Adding warmth to digital sounds worth the 'additional step'

The Vienna-based electro quartet Ghost Capsules loves its analog tech. But band members also use software synths and laptops. Problem is, they've found the technology needs a lot of warming up.

DW: How do you use technology when you're making music?

Tim Simenon: Ghost Capsules is a live band but, of course, we use technology to get from A to B - in terms of sequencing parts, even though Georg plays a lot of the stuff live, and exchanging files so that I can take stuff away and work on it. Roman plays live drums on top of that, which he then edits himself. It's a patchwork of different ideas, really, that ultimately all come together when Laura starts singing on the backing tracks.

But compared to how you started off in the mid-80s with Bomb The Bass, the technology has really progressed. Does the technology influence the ideas and concepts behind the music?

Tim: Ultimately, for me, it's about the ideas and the songs. The technology is secondary. I went through a stage of amassing a lot of analog gear when I was still living in London - I had a studio full of great gear - synths and drum machines - and when I moved to Amsterdam I realized it was a burden. Just because of all the choices. I felt it was just too much. The idea for me was to reduce the technology, and from that point on I felt the creative process became easier - having less technology around.

In the Ghost Capsules record you can feel the energy and the vibrations of analog synths, which you can't always get from softsynths or mobile apps. Do you use mobile apps or softsynths, or is that a no-go?

Georg Lichtenauer: Of course, we use softsynths because today there are some really good ones. For instance, Native Instruments is definitely a good one. But on the Internet there are also many free plug-ins now, which have some quite interesting features. It also depends on how you use the synths: whether you use a compressor or whether you run it through an analog mixing desk to give it more of an analog feeling.

You run the sounds back through an analog chain in order to beef up the sound? How much is the thinness of digital sounds an issue for you - enough that you wouldn't want to use softsynths on a proper album?

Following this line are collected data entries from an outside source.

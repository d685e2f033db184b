// Copyright (c) 2025 Geoffrey Huntley <ghuntley@ghuntley.com>. All rights reserved.
// SPDX-License-Identifier: Proprietary

//! App version normalization.

/// Reduce reporter version strings to the plain release version.
///
/// `my_app@1.2.0+7 (7)` becomes `1.2.0`. Missing or blank versions become
/// `unknown`.
pub fn normalize_app_version(raw: Option<&str>) -> String {
	let Some(raw) = raw.map(str::trim).filter(|v| !v.is_empty()) else {
		return "unknown".to_string();
	};

	let mut version = raw;
	if let Some((_, rest)) = version.split_once('@') {
		version = rest;
	}
	if let Some((head, _)) = version.split_once('+') {
		version = head;
	}
	if let Some((head, _)) = version.split_once(" (") {
		version = head;
	}

	let version = version.trim();
	if version.is_empty() {
		"unknown".to_string()
	} else {
		version.to_string()
	}
}

#[cfg(test)]
mod tests {
	use super::*;

	#[test]
	fn strips_package_build_and_bracket_suffixes() {
		assert_eq!(normalize_app_version(Some("my_app@1.2.0+7")), "1.2.0");
		assert_eq!(normalize_app_version(Some("1.0.0 (1)")), "1.0.0");
		assert_eq!(normalize_app_version(Some("shop@2.1.0 (14)")), "2.1.0");
		assert_eq!(normalize_app_version(Some("3.0.0")), "3.0.0");
	}

	#[test]
	fn missing_versions_are_unknown() {
		assert_eq!(normalize_app_version(None), "unknown");
		assert_eq!(normalize_app_version(Some("  ")), "unknown");
		assert_eq!(normalize_app_version(Some("app@")), "unknown");
	}
}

Tim: Well, no, the idea is that we would use it on a proper record, just as we have done. But it also depends on how we see the sound sounding at the end of the production. I've listened to a lot of modern productions where the producers are happy using the softsynths, but there is a bright, crunchy sound to a lot of that stuff, which works well with what they do, but I think what we wanted to do was to have something a little bit rounder and a little bit warmer and a bit more central. The idea, once we'd recorded using softsynths… well, actually, the Moog Phatty makes an appearance quite often for the basses…

But that's a hardware synth.

Tim: Yes, that's a hardware synth… but we did run all the stems [Eds: individual audio tracks] through an old Philips mixing desk that my friend in Amsterdam has, and we brought it back here, and then mixed it. There is this additional process of trying to warm things up and getting it to sound like it has that analog feel.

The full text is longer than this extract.